- REQUIRED WORK -
Once the line containing "fn from(v: Vec<usize>)" is found in the records below, return it and each following line exactly, up to and including the line containing "impl From<usize> for Padding", and nothing else.

- GIVEN RECORDS -
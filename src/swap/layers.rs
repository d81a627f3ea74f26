//! Backend layer descriptors and the builder that snapshots host operators
//! into them.

use super::{Operator, OperatorKind, SwapError, SwapResult};
use crate::asg::DType;
use crate::nn::{Padding, PaddingMode, Shape2d};
use crate::runtime::backend::TensorData;
use ndarray::{Array, Dimension};
use std::fmt;

/// 2D convolution with resolved padding and a parameter snapshot.
#[derive(Debug, Clone, PartialEq)]
pub struct Conv2dLayer {
    /// `[C_out, C_in / groups, kH, kW]`
    pub weight: TensorData,
    pub bias: Option<TensorData>,
    pub stride: (usize, usize),
    pub padding: (usize, usize),
    pub dilation: (usize, usize),
    pub padding_mode: PaddingMode,
    pub groups: usize,
    pub dtype: DType,
    pub algorithm: String,
}

/// Fully connected layer.
#[derive(Debug, Clone, PartialEq)]
pub struct LinearLayer {
    /// `[out_features, in_features]`
    pub weight: TensorData,
    pub bias: Option<TensorData>,
    pub dtype: DType,
    pub algorithm: String,
}

/// Max pooling. Padding is already resolved to sizes.
#[derive(Debug, Clone, PartialEq)]
pub struct MaxPool2dLayer {
    pub kernel_shape: (usize, usize),
    pub stride: (usize, usize),
    pub padding: (usize, usize),
    pub dilation: (usize, usize),
    pub ceil_mode: bool,
    pub dtype: DType,
    pub algorithm: String,
}

/// Average pooling.
#[derive(Debug, Clone, PartialEq)]
pub struct AvgPool2dLayer {
    pub kernel_shape: (usize, usize),
    pub stride: (usize, usize),
    pub padding: (usize, usize),
    pub ceil_mode: bool,
    pub count_include_pad: bool,
    pub divisor_override: Option<usize>,
    pub dtype: DType,
    pub algorithm: String,
}

/// Adaptive average pooling. `None` keeps that input dimension.
#[derive(Debug, Clone, PartialEq)]
pub struct AdaptiveAvgPool2dLayer {
    pub output_size: (Option<usize>, Option<usize>),
    pub dtype: DType,
    pub algorithm: String,
}

#[derive(Debug, Clone, PartialEq)]
pub struct ReluLayer {
    pub dtype: DType,
    pub algorithm: String,
}

/// Flatten over `start_dim..=end_dim`. Negative dims count from the end.
#[derive(Debug, Clone, PartialEq)]
pub struct FlattenLayer {
    pub start_dim: isize,
    pub end_dim: isize,
    pub dtype: DType,
    pub algorithm: String,
}

/// An immutable, backend-ready description of one operator.
#[derive(Debug, Clone, PartialEq)]
pub enum LayerDescriptor {
    Conv2d(Conv2dLayer),
    Linear(LinearLayer),
    MaxPool2d(MaxPool2dLayer),
    AvgPool2d(AvgPool2dLayer),
    AdaptiveAvgPool2d(AdaptiveAvgPool2dLayer),
    ReLU(ReluLayer),
    Flatten(FlattenLayer),
}

impl LayerDescriptor {
    /// Operator kind this descriptor runs.
    pub fn kind(&self) -> OperatorKind {
        match self {
            LayerDescriptor::Conv2d(_) => OperatorKind::Conv2d,
            LayerDescriptor::Linear(_) => OperatorKind::Linear,
            LayerDescriptor::MaxPool2d(_) => OperatorKind::MaxPool2d,
            LayerDescriptor::AvgPool2d(_) => OperatorKind::AvgPool2d,
            LayerDescriptor::AdaptiveAvgPool2d(_) => OperatorKind::AdaptiveAvgPool2d,
            LayerDescriptor::ReLU(_) => OperatorKind::ReLU,
            LayerDescriptor::Flatten(_) => OperatorKind::Flatten,
        }
    }

    pub fn dtype(&self) -> DType {
        match self {
            LayerDescriptor::Conv2d(l) => l.dtype,
            LayerDescriptor::Linear(l) => l.dtype,
            LayerDescriptor::MaxPool2d(l) => l.dtype,
            LayerDescriptor::AvgPool2d(l) => l.dtype,
            LayerDescriptor::AdaptiveAvgPool2d(l) => l.dtype,
            LayerDescriptor::ReLU(l) => l.dtype,
            LayerDescriptor::Flatten(l) => l.dtype,
        }
    }

    /// Algorithm name the backend is asked to use.
    pub fn algorithm(&self) -> &str {
        match self {
            LayerDescriptor::Conv2d(l) => &l.algorithm,
            LayerDescriptor::Linear(l) => &l.algorithm,
            LayerDescriptor::MaxPool2d(l) => &l.algorithm,
            LayerDescriptor::AvgPool2d(l) => &l.algorithm,
            LayerDescriptor::AdaptiveAvgPool2d(l) => &l.algorithm,
            LayerDescriptor::ReLU(l) => &l.algorithm,
            LayerDescriptor::Flatten(l) => &l.algorithm,
        }
    }

    /// Same parameters, cast to `dtype`, bound to `algorithm`.
    pub fn rebind(&self, dtype: DType, algorithm: &str) -> SwapResult<LayerDescriptor> {
        check_dtype(dtype)?;
        let algorithm = algorithm.to_string();
        let layer = match self {
            LayerDescriptor::Conv2d(l) => LayerDescriptor::Conv2d(Conv2dLayer {
                weight: cast(&l.weight, dtype)?,
                bias: l.bias.as_ref().map(|b| cast(b, dtype)).transpose()?,
                dtype,
                algorithm,
                ..l.clone()
            }),
            LayerDescriptor::Linear(l) => LayerDescriptor::Linear(LinearLayer {
                weight: cast(&l.weight, dtype)?,
                bias: l.bias.as_ref().map(|b| cast(b, dtype)).transpose()?,
                dtype,
                algorithm,
            }),
            LayerDescriptor::MaxPool2d(l) => LayerDescriptor::MaxPool2d(MaxPool2dLayer {
                dtype,
                algorithm,
                ..l.clone()
            }),
            LayerDescriptor::AvgPool2d(l) => LayerDescriptor::AvgPool2d(AvgPool2dLayer {
                dtype,
                algorithm,
                ..l.clone()
            }),
            LayerDescriptor::AdaptiveAvgPool2d(l) => LayerDescriptor::AdaptiveAvgPool2d(AdaptiveAvgPool2dLayer {
                dtype,
                algorithm,
                ..l.clone()
            }),
            LayerDescriptor::ReLU(_) => LayerDescriptor::ReLU(ReluLayer { dtype, algorithm }),
            LayerDescriptor::Flatten(l) => LayerDescriptor::Flatten(FlattenLayer {
                dtype,
                algorithm,
                ..l.clone()
            }),
        };
        Ok(layer)
    }
}

impl fmt::Display for LayerDescriptor {
    fn fmt(&self, f: &mut fmt::Formatter<'_>) -> fmt::Result {
        write!(f, "{}[{}] {}", self.kind(), self.algorithm(), self.dtype())?;
        match self {
            LayerDescriptor::Conv2d(l) => write!(
                f,
                " weight={:?} stride={:?} padding={:?} dilation={:?} groups={}",
                l.weight.shape(),
                l.stride,
                l.padding,
                l.dilation,
                l.groups
            ),
            LayerDescriptor::Linear(l) => write!(f, " weight={:?} bias={}", l.weight.shape(), l.bias.is_some()),
            LayerDescriptor::MaxPool2d(l) => write!(
                f,
                " kernel={:?} stride={:?} padding={:?} dilation={:?}",
                l.kernel_shape, l.stride, l.padding, l.dilation
            ),
            LayerDescriptor::AvgPool2d(l) => write!(
                f,
                " kernel={:?} stride={:?} padding={:?}",
                l.kernel_shape, l.stride, l.padding
            ),
            LayerDescriptor::AdaptiveAvgPool2d(l) => write!(f, " output_size={:?}", l.output_size),
            LayerDescriptor::ReLU(_) => Ok(()),
            LayerDescriptor::Flatten(l) => write!(f, " dims={}..={}", l.start_dim, l.end_dim),
        }
    }
}

/// Normalises an int-or-pair hyperparameter to `(h, w)`.
pub fn make_2d(value: &Shape2d, what: &str) -> SwapResult<(usize, usize)> {
    match value {
        Shape2d::Scalar(n) => Ok((*n, *n)),
        Shape2d::Seq(seq) => match seq.as_slice() {
            [h, w] => Ok((*h, *w)),
            _ => Err(SwapError::InvalidConfiguration(format!(
                "{} must be an int or a pair, got {:?}",
                what, seq
            ))),
        },
    }
}

/// Resolves a padding policy to explicit `(h, w)` padding.
///
/// `same` is only defined for unit stride.
pub fn make_padding_2d(
    padding: &Padding,
    stride: (usize, usize),
    dilation: (usize, usize),
    kernel: (usize, usize),
) -> SwapResult<(usize, usize)> {
    match padding {
        Padding::Valid => Ok((0, 0)),
        Padding::Same => {
            if stride != (1, 1) {
                return Err(SwapError::InvalidConfiguration(format!(
                    "padding 'same' requires stride 1, got {:?}",
                    stride
                )));
            }
            Ok((
                dilation.0 * kernel.0.saturating_sub(1) / 2,
                dilation.1 * kernel.1.saturating_sub(1) / 2,
            ))
        }
        Padding::Size(size) => make_2d(size, "padding"),
    }
}

fn unsupported_dtype(dtype: DType) -> SwapError {
    SwapError::InvalidConfiguration(format!("unsupported dtype {}: expected f32 or f64", dtype))
}

fn check_dtype(dtype: DType) -> SwapResult<()> {
    if dtype.is_float() {
        Ok(())
    } else {
        Err(unsupported_dtype(dtype))
    }
}

fn to_data<D: Dimension>(array: &Array<f32, D>, dtype: DType) -> SwapResult<TensorData> {
    match dtype {
        DType::F32 => Ok(TensorData::F32(array.clone().into_dyn())),
        DType::F64 => Ok(TensorData::F64(array.mapv(f64::from).into_dyn())),
        other => Err(unsupported_dtype(other)),
    }
}

fn cast(data: &TensorData, dtype: DType) -> SwapResult<TensorData> {
    data.cast(dtype).map_err(|e| SwapError::InvalidConfiguration(e.to_string()))
}

/// Snapshots `operator` into a descriptor of `dtype` bound to `algorithm`.
///
/// Host parameters are copied; the descriptor never aliases the module.
pub fn build(operator: &Operator<'_>, dtype: DType, algorithm: &str) -> SwapResult<LayerDescriptor> {
    check_dtype(dtype)?;
    let algorithm = algorithm.to_string();
    let layer = match operator {
        Operator::Conv2d(conv) => {
            let config = &conv.config;
            let (_, _, kh, kw) = conv.weight.dim();
            let stride = make_2d(&config.stride, "stride")?;
            let dilation = make_2d(&config.dilation, "dilation")?;
            let padding = make_padding_2d(&config.padding, stride, dilation, (kh, kw))?;
            LayerDescriptor::Conv2d(Conv2dLayer {
                weight: to_data(&conv.weight, dtype)?,
                bias: conv.bias.as_ref().map(|b| to_data(b, dtype)).transpose()?,
                stride,
                padding,
                dilation,
                padding_mode: config.padding_mode,
                groups: config.groups,
                dtype,
                algorithm,
            })
        }
        Operator::Linear(linear) => LayerDescriptor::Linear(LinearLayer {
            weight: to_data(&linear.weight, dtype)?,
            bias: linear.bias.as_ref().map(|b| to_data(b, dtype)).transpose()?,
            dtype,
            algorithm,
        }),
        Operator::MaxPool2d(pool) => LayerDescriptor::MaxPool2d(MaxPool2dLayer {
            kernel_shape: make_2d(&pool.kernel_size, "kernel_size")?,
            stride: make_2d(pool.effective_stride(), "stride")?,
            padding: make_2d(&pool.padding, "padding")?,
            dilation: make_2d(&pool.dilation, "dilation")?,
            ceil_mode: pool.ceil_mode,
            dtype,
            algorithm,
        }),
        Operator::AvgPool2d(pool) => LayerDescriptor::AvgPool2d(AvgPool2dLayer {
            kernel_shape: make_2d(&pool.kernel_size, "kernel_size")?,
            stride: make_2d(pool.effective_stride(), "stride")?,
            padding: make_2d(&pool.padding, "padding")?,
            ceil_mode: pool.ceil_mode,
            count_include_pad: pool.count_include_pad,
            divisor_override: pool.divisor_override,
            dtype,
            algorithm,
        }),
        Operator::AdaptiveAvgPool2d(pool) => LayerDescriptor::AdaptiveAvgPool2d(AdaptiveAvgPool2dLayer {
            output_size: pool.output_size,
            dtype,
            algorithm,
        }),
        Operator::ReLU => LayerDescriptor::ReLU(ReluLayer { dtype, algorithm }),
        Operator::Flatten(flatten) => LayerDescriptor::Flatten(FlattenLayer {
            start_dim: flatten.start_dim,
            end_dim: flatten.end_dim,
            dtype,
            algorithm,
        }),
        Operator::Lowered(layer) => layer.rebind(dtype, &algorithm)?,
    };
    Ok(layer)
}
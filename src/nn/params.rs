//! Shape-like hyperparameters as host modules accept them: a single integer
//! or an explicit sequence, and named padding policies.

use crate::swap::SwapError;
use serde::{Deserialize, Serialize};
use std::fmt;
use std::str::FromStr;

/// Kernel size, stride, dilation or explicit padding of a 2D operator.
///
/// Normalised to an `(h, w)` pair by [`crate::swap::make_2d`]; a sequence
/// whose length is not 2 is rejected there.
#[derive(Debug, Clone, PartialEq, Eq, Serialize, Deserialize)]
#[serde(untagged)]
pub enum Shape2d {
    Scalar(usize),
    Seq(Vec<usize>),
}

impl From<usize> for Shape2d {
    fn from(v: usize) -> Self {
        Shape2d::Scalar(v)
    }
}

impl From<(usize, usize)> for Shape2d {
    fn from((h, w): (usize, usize)) -> Self {
        Shape2d::Seq(vec![h, w])
    }
}

impl From<[usize; 2]> for Shape2d {
    fn from(v: [usize; 2]) -> Self {
        Shape2d::Seq(v.to_vec())
    }
}

impl From<Vec<usize>> for Shape2d {
    fn from(v: Vec<usize>) -> Self {
        Shape2d::Seq(v)
    }
}

impl fmt::Display for Shape2d {
    fn fmt(&self, f: &mut fmt::Formatter<'_>) -> fmt::Result {
        match self {
            Shape2d::Scalar(v) => write!(f, "{}", v),
            Shape2d::Seq(v) => write!(f, "{:?}", v),
        }
    }
}

/// Padding of a convolution.
#[derive(Debug, Clone, PartialEq, Eq)]
pub enum Padding {
    Size(Shape2d),
    /// No padding.
    Valid,
    /// Pad so that a unit-stride output keeps the input's spatial size.
    Same,
}

impl Default for Padding {
    fn default() -> Self {
        Padding::Size(Shape2d::Scalar(0))
    }
}

impl From<usize> for Padding {
    fn from(v: usize) -> Self {
        Padding::Size(Shape2d::Scalar(v))
    }
}

impl From<(usize, usize)> for Padding {
    fn from(v: (usize, usize)) -> Self {
        Padding::Size(v.into())
    }
}

impl From<Shape2d> for Padding {
    fn from(v: Shape2d) -> Self {
        Padding::Size(v)
    }
}

impl FromStr for Padding {
    type Err = SwapError;

    fn from_str(s: &str) -> Result<Self, Self::Err> {
        match s {
            "valid" => Ok(Padding::Valid),
            "same" => Ok(Padding::Same),
            other => Err(SwapError::InvalidConfiguration(format!(
                "invalid padding string: {}",
                other
            ))),
        }
    }
}

impl fmt::Display for Padding {
    fn fmt(&self, f: &mut fmt::Formatter<'_>) -> fmt::Result {
        match self {
            Padding::Size(s) => write!(f, "{}", s),
            Padding::Valid => write!(f, "valid"),
            Padding::Same => write!(f, "same"),
        }
    }
}

/// How a convolution fills its padded border.
#[derive(Debug, Clone, Copy, Default, PartialEq, Eq, Serialize, Deserialize)]
#[serde(rename_all = "lowercase")]
pub enum PaddingMode {
    #[default]
    Zeros,
    Reflect,
    Replicate,
    Circular,
}

impl fmt::Display for PaddingMode {
    fn fmt(&self, f: &mut fmt::Formatter<'_>) -> fmt::Result {
        let s = match self {
            PaddingMode::Zeros => "zeros",
            PaddingMode::Reflect => "reflect",
            PaddingMode::Replicate => "replicate",
            PaddingMode::Circular => "circular",
        };
        write!(f, "{}", s)
    }
}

- WRITTEN RESPONSE -
    fn from(v: Vec<usize>) -> Self {
        Shape2d::Seq(v)
    }
}

impl fmt::Display for Shape2d {
    fn fmt(&self, f: &mut fmt::Formatter<'_>) -> fmt::Result {
        match self {
            Shape2d::Scalar(v) => write!(f, "{}", v),
            Shape2d::Seq(v) => write!(f, "{:?}", v),
        }
    }
}

/// Padding of a convolution.
#[derive(Debug, Clone, PartialEq, Eq)]
pub enum Padding {
    Size(Shape2d),
    /// No padding.
    Valid,
    /// Pad so that a unit-stride output keeps the input's spatial size.
    Same,
}

impl Default for Padding {
    fn default() -> Self {
        Padding::Size(Shape2d::Scalar(0))
    }
}

impl From<usize> for Padding {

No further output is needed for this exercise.